_Problem description_
For the data below, give again exactly the lines from the one containing "pub mod dial;" through the one containing "pub struct KeyboardMap", both ends included, and no others.

Saved entries:
--- START ---
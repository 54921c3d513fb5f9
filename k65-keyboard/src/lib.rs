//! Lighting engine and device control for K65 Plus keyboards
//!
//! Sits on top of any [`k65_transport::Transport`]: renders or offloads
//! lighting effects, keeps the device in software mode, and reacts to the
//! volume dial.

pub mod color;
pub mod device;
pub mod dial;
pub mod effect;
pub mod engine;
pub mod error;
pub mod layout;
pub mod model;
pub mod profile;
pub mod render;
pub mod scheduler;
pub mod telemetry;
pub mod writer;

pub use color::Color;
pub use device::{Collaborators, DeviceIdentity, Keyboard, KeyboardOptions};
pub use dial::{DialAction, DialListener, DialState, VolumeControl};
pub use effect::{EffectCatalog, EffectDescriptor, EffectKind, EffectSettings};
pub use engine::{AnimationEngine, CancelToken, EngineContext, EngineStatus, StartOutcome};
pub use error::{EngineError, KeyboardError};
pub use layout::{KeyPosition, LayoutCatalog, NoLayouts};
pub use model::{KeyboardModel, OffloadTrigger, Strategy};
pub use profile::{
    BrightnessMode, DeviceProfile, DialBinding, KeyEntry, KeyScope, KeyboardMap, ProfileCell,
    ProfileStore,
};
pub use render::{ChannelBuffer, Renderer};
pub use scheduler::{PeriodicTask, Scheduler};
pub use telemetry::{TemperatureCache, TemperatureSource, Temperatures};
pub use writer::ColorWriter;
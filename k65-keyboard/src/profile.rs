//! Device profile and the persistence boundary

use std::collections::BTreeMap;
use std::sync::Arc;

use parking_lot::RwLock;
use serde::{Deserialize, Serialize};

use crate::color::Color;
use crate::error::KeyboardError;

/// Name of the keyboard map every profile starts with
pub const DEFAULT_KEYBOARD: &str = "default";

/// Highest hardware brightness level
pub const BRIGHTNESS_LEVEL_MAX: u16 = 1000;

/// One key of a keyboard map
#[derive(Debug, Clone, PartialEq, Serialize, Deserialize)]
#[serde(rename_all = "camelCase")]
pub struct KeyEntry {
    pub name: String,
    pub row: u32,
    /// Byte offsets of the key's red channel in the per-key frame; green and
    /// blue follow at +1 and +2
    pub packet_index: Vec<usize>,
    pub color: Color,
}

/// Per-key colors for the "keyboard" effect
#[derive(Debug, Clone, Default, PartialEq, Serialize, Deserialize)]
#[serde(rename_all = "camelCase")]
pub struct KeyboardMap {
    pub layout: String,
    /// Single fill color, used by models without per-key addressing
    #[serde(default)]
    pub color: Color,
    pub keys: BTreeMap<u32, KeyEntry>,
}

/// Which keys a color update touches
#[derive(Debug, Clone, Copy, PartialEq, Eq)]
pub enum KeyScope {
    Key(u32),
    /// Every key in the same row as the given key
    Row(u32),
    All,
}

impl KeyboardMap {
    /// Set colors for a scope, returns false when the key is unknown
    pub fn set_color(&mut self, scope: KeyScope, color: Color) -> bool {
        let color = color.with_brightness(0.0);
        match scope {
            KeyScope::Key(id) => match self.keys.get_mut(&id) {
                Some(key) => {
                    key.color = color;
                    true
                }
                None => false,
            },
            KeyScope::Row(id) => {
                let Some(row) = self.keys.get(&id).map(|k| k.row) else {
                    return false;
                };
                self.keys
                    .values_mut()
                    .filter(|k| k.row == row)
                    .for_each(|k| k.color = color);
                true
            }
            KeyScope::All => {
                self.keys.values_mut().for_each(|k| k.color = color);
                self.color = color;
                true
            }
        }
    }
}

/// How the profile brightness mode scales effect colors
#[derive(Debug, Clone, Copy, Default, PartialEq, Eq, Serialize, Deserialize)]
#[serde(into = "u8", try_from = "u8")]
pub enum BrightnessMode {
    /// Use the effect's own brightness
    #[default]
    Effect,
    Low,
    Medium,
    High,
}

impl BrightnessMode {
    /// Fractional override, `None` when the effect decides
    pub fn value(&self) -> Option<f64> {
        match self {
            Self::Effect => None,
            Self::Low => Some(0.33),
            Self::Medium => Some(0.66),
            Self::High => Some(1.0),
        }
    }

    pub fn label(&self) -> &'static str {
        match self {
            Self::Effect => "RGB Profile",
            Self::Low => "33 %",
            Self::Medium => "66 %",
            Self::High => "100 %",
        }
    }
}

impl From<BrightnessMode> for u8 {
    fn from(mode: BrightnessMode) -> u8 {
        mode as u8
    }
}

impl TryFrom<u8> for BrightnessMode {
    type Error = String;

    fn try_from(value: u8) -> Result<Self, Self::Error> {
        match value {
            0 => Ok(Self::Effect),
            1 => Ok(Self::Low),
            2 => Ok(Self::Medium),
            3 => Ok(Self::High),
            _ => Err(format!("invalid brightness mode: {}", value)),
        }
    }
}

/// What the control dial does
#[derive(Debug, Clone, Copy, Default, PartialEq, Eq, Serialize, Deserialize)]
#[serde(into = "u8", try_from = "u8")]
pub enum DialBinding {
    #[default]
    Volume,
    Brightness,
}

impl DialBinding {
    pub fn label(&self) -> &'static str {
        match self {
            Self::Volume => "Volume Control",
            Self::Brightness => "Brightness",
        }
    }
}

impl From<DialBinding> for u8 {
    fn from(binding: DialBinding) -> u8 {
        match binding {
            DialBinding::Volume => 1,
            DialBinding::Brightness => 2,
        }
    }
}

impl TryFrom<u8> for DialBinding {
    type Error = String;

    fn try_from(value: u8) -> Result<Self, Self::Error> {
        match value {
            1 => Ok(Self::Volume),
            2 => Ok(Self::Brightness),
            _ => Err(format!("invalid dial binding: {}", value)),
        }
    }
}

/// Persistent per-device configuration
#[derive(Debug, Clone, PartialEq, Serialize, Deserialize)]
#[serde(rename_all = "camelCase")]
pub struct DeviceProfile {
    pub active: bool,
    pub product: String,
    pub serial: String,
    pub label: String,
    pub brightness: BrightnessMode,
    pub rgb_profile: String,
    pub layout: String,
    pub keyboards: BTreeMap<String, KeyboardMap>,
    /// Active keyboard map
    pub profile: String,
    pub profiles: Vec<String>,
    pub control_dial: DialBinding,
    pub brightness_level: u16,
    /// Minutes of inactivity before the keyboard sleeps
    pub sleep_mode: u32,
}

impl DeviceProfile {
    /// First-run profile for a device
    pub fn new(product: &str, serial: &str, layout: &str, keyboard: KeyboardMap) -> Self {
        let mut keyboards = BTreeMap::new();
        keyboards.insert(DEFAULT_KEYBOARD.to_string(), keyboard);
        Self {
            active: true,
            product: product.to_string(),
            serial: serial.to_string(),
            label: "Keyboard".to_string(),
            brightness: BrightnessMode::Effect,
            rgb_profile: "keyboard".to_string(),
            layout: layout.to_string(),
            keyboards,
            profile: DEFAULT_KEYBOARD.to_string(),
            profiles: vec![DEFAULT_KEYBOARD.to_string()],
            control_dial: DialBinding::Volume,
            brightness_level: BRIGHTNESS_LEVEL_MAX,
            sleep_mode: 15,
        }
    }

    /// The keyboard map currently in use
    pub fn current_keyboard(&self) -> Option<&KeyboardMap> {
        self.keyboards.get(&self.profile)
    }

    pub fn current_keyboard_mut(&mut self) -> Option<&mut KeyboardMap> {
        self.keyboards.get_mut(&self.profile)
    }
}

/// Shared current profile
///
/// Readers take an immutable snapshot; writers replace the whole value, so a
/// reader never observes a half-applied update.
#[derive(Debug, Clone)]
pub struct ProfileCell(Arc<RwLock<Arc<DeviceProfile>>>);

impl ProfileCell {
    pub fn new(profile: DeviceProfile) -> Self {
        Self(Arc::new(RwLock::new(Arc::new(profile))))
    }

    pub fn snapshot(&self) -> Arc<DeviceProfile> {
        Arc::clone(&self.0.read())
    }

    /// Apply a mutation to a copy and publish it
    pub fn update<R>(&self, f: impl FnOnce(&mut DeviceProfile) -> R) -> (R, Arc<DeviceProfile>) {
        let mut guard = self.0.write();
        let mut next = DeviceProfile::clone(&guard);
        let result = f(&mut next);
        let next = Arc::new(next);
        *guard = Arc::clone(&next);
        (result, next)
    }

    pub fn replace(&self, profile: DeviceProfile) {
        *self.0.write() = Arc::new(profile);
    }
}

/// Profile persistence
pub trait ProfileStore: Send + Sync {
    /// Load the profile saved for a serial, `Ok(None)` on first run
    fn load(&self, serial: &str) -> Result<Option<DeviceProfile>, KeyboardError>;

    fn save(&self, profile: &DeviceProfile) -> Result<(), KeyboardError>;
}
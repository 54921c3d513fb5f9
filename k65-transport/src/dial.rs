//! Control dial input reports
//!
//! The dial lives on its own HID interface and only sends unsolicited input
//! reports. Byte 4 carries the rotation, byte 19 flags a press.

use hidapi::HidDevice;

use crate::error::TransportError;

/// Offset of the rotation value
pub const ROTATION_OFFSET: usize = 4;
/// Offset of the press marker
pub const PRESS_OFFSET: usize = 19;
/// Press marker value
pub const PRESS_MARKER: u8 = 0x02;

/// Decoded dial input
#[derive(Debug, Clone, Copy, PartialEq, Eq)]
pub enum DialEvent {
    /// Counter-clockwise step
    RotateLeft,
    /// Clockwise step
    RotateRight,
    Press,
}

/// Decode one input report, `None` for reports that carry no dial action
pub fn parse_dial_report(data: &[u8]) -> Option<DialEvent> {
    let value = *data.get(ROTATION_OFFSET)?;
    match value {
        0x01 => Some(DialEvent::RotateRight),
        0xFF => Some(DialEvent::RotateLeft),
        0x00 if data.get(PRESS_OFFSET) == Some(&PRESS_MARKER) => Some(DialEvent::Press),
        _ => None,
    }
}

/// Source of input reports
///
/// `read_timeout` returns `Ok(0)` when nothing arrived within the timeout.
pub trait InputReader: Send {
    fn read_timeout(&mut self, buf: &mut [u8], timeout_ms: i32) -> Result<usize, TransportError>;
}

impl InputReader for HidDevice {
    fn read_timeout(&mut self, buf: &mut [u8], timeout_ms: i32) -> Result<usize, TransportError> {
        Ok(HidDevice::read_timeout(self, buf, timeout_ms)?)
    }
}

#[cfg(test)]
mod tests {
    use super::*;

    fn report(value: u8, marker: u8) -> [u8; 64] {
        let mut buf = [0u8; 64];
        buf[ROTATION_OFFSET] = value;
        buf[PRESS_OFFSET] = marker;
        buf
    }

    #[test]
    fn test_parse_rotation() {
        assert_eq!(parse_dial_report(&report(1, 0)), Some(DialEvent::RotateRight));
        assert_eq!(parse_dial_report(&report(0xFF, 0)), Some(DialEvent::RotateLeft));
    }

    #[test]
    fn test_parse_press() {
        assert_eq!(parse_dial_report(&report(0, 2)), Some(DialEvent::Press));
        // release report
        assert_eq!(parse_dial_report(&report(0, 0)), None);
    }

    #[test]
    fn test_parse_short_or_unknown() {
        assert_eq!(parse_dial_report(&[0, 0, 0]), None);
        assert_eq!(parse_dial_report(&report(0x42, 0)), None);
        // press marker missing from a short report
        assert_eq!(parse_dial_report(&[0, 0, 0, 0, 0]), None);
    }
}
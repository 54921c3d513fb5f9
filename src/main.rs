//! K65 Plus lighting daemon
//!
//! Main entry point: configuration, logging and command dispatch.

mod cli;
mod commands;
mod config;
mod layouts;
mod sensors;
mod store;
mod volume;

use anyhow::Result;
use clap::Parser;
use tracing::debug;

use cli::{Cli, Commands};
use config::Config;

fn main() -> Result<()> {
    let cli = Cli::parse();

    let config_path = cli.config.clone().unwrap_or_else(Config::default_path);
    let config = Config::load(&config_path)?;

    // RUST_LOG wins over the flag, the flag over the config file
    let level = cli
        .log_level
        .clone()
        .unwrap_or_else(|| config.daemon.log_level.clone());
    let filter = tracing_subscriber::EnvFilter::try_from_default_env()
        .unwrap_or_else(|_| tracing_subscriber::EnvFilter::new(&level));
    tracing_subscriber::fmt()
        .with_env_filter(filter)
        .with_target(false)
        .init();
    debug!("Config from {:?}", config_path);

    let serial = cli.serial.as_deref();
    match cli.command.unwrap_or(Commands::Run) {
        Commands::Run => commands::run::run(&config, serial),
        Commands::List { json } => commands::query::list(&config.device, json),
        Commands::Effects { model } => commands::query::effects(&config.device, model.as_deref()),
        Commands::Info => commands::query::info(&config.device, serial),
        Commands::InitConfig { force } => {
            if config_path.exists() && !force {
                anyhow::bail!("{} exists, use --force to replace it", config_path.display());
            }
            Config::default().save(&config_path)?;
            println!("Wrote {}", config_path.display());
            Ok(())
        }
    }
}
--- END ---
_Answer section_
pub mod dial;
pub mod effect;
pub mod engine;
pub mod error;
pub mod layout;
pub mod model;
pub mod profile;
pub mod render;
pub mod scheduler;
pub mod telemetry;
pub mod writer;

pub use color::Color;
pub use device::{Collaborators, DeviceIdentity, Keyboard, KeyboardOptions};
pub use dial::{DialAction, DialListener, DialState, VolumeControl};
pub use effect::{EffectCatalog, EffectDescriptor, EffectKind, EffectSettings};
pub use engine::{AnimationEngine, CancelToken, EngineContext, EngineStatus, StartOutcome};
pub use error::{EngineError, KeyboardError};
pub use layout::{KeyPosition, LayoutCatalog, NoLayouts};
pub use model::{KeyboardModel, OffloadTrigger, Strategy};
pub use profile::{
    BrightnessMode, DeviceProfile, DialBinding, KeyEntry, KeyScope, KeyboardMap, ProfileCell,
    ProfileStore,
};
pub use render::{ChannelBuffer, Renderer};
pub use scheduler::{PeriodicTask, Scheduler};
pub use telemetry::{TemperatureCache, TemperatureSource, Temperatures};
pub use writer::ColorWriter;
filename k65-keyboard/src/profile.rs
//! Device profile and the persistence boundary

use std::collections::BTreeMap;
use std::sync::Arc;

use parking_lot::RwLock;
use serde::{Deserialize, Serialize};

use crate::color::Color;
use crate::error::KeyboardError;

/// Name of the keyboard map every profile starts with
pub const DEFAULT_KEYBOARD: &str = "default";

/// Highest hardware brightness level
pub const BRIGHTNESS_LEVEL_MAX: u16 = 1000;

/// One key of a keyboard map
#[derive(Debug, Clone, PartialEq, Serialize, Deserialize)]
#[serde(rename_all = "camelCase")]
pub struct KeyEntry {
    pub name: String,
    pub row: u32,
    /// Byte offsets of the key's red channel in the per-key frame; green and
    /// blue follow at +1 and +2
    pub packet_index: Vec<usize>,
    pub color: Color,
}

/// Per-key colors for the "keyboard" effect
#[derive(Debug, Clone, Default, PartialEq, Serialize, Deserialize)]
#[serde(rename_all = "camelCase")]
pub struct KeyboardMap {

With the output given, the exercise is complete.